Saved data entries
________________________
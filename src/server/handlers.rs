use std::sync::Arc;

use axum::extract::rejection::QueryRejection;
use axum::extract::{Query, State};
use axum::Json;
use serde::{Deserialize, Serialize};
use serde_json::{json, Value};

use crate::error::{AppError, Result};
use crate::fetch::{fetch_daily_history, fetch_quote};
use crate::metrics::{compute_metrics, WindowMetric};
use crate::utils::{current_utc_timestamp, normalize_symbol};

use super::state::AppState;

#[derive(Debug, Deserialize)]
pub struct MetricsQuery {
    #[serde(default)]
    symbol: Option<String>,
}

#[derive(Debug, Serialize)]
#[serde(rename_all = "camelCase")]
pub struct MetricsResponse {
    pub symbol: String,
    pub today_price: f64,
    pub today_volume: u64,
    pub metrics: Vec<WindowMetric>,
    pub last_updated: String,
}

pub async fn api_health() -> Json<Value> {
    Json(json!({ "status": "ok" }))
}

pub async fn api_metrics(
    State(state): State<Arc<AppState>>,
    query: std::result::Result<Query<MetricsQuery>, QueryRejection>,
) -> Result<Json<MetricsResponse>> {
    let Query(q) = query.map_err(|rejection| {
        log::warn!("Rejected metrics query: {}", rejection.body_text());
        AppError::Validation(format!("invalid query string: {}", rejection.body_text()))
    })?;

    let symbol = match q.symbol.as_deref().and_then(normalize_symbol) {
        Some(symbol) => symbol,
        None => {
            log::warn!("Rejected metrics request without a symbol");
            return Err(AppError::Validation("symbol is required".to_string()));
        }
    };

    match build_metrics(&state, &symbol).await {
        Ok(response) => Ok(Json(response)),
        Err(err) => {
            log::error!("Metrics request for {} failed: {:?}", symbol, err);
            Err(err)
        }
    }
}

async fn build_metrics(state: &AppState, symbol: &str) -> Result<MetricsResponse> {
    let quote = fetch_quote(state.api.as_ref(), symbol).await?;
    let history = fetch_daily_history(state.api.as_ref(), symbol).await?;

    let incomplete = |quote_raw: Value, history_raw: Value| AppError::IncompleteData {
        raw: json!({ "quotes": quote_raw, "history": history_raw }),
    };

    let (today_price, today_volume) = match quote.snapshot.complete() {
        Some(pair) if !history.candles.is_empty() => pair,
        _ => return Err(incomplete(quote.raw, history.raw)),
    };

    let metrics = match compute_metrics(&history.candles, today_price, today_volume) {
        Ok(metrics) => metrics,
        Err(err @ AppError::DegenerateAverage { .. }) => {
            log::warn!("{} for {}", err, symbol);
            return Err(incomplete(quote.raw, history.raw));
        }
        Err(err) => return Err(err),
    };

    log::info!(
        "Computed {} windows for {} from {} candles",
        metrics.len(),
        symbol,
        history.candles.len()
    );

    Ok(MetricsResponse {
        symbol: symbol.to_string(),
        today_price,
        today_volume,
        metrics,
        last_updated: current_utc_timestamp(),
    })
}

#[cfg(test)]
mod tests {
    use super::*;
    use crate::fetch::request::tests::FakeApi;
    use axum::http::StatusCode;
    use axum::response::IntoResponse;

    fn history_with_closes(closes: &[f64]) -> Value {
        let candles: Vec<Value> = closes
            .iter()
            .enumerate()
            .map(|(i, close)| {
                json!({
                    "open": close,
                    "high": close,
                    "low": close,
                    "close": close,
                    "volume": 500_000,
                    "datetime": 1_700_000_000_000_i64 + i as i64 * 86_400_000,
                })
            })
            .collect();
        json!({ "symbol": "AAPL", "empty": false, "candles": candles })
    }

    async fn call(api: Arc<FakeApi>, symbol: Option<&str>) -> (StatusCode, Value) {
        let state = AppState::new(api);
        let query = MetricsQuery {
            symbol: symbol.map(str::to_string),
        };
        let response = api_metrics(State(state), Ok(Query(query))).await.into_response();
        let status = response.status();
        let bytes = axum::body::to_bytes(response.into_body(), usize::MAX)
            .await
            .unwrap();
        (status, serde_json::from_slice(&bytes).unwrap())
    }

    #[tokio::test]
    async fn computes_windows_from_quote_and_history() {
        let mut closes = vec![100.0; 29];
        closes.push(200.0);
        let api = Arc::new(FakeApi::new(
            json!({"AAPL": {"lastPrice": 150, "totalVolume": 1_000_000}}),
            history_with_closes(&closes),
        ));

        let (status, body) = call(Arc::clone(&api), Some("aapl")).await;

        assert_eq!(status, StatusCode::OK);
        assert_eq!(body["symbol"], "AAPL");
        assert_eq!(body["todayPrice"], 150.0);
        assert_eq!(body["todayVolume"], 1_000_000);
        assert!(body["lastUpdated"].as_str().unwrap().ends_with('Z'));

        let metrics = body["metrics"].as_array().unwrap();
        assert_eq!(metrics.len(), 3);
        assert_eq!(metrics[0]["window"], 10);
        assert_eq!(metrics[0]["avgClose"], 110.0);
        assert_eq!(metrics[0]["avgVolume"], 500_000);
        assert_eq!(metrics[0]["priceRatio"], 1.3636);
        assert_eq!(metrics[0]["volumeRatio"], 2.0);
        assert_eq!(metrics[2]["window"], 30);
        assert_eq!(metrics[2]["avgClose"], 103.3333);
        assert_eq!(api.request_count(), 2);
    }

    #[tokio::test]
    async fn missing_symbol_is_rejected_without_upstream_calls() {
        let api = Arc::new(FakeApi::new(json!({}), json!({})));

        let (status, body) = call(Arc::clone(&api), None).await;
        assert_eq!(status, StatusCode::BAD_REQUEST);
        assert_eq!(body, json!({"error": "symbol is required"}));

        let (status, _) = call(Arc::clone(&api), Some("  ")).await;
        assert_eq!(status, StatusCode::BAD_REQUEST);
        assert_eq!(api.request_count(), 0);
    }

    #[tokio::test]
    async fn incomplete_upstream_data_returns_raw_payloads() {
        let history = json!({"candles": [], "symbol": "AAPL", "empty": true});
        let api = Arc::new(FakeApi::new(json!({}), history.clone()));

        let (status, body) = call(api, Some("AAPL")).await;

        assert_eq!(status, StatusCode::BAD_GATEWAY);
        assert_eq!(body["error"], "Incomplete market data");
        assert_eq!(body["raw"]["quotes"], json!({}));
        assert_eq!(body["raw"]["history"], history);
    }

    #[tokio::test]
    async fn zero_average_close_is_incomplete() {
        let api = Arc::new(FakeApi::new(
            json!({"AAPL": {"lastPrice": 10, "totalVolume": 5}}),
            history_with_closes(&[0.0, 0.0]),
        ));

        let (status, body) = call(api, Some("AAPL")).await;

        assert_eq!(status, StatusCode::BAD_GATEWAY);
        assert!(body.get("raw").is_some());
    }

    #[tokio::test]
    async fn token_rejection_surfaces_as_internal_error() {
        let mut api = FakeApi::new(json!({}), json!({}));
        api.quotes = Err(AppError::UpstreamAuth {
            status: 401,
            body: "invalid_client".to_string(),
        });

        let (status, body) = call(Arc::new(api), Some("AAPL")).await;

        assert_eq!(status, StatusCode::INTERNAL_SERVER_ERROR);
        let message = body["error"].as_str().unwrap();
        assert!(message.contains("401"), "unexpected message: {message}");
        assert!(body.get("raw").is_none());
    }
}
________________________
> _Try it_
Read through the records above and copy the lines that contain "AppState".

> _Answer section_
use super::state::AppState;
    State(state): State<Arc<AppState>>,
async fn build_metrics(state: &AppState, symbol: &str) -> Result<MetricsResponse> {
        let state = AppState::new(api);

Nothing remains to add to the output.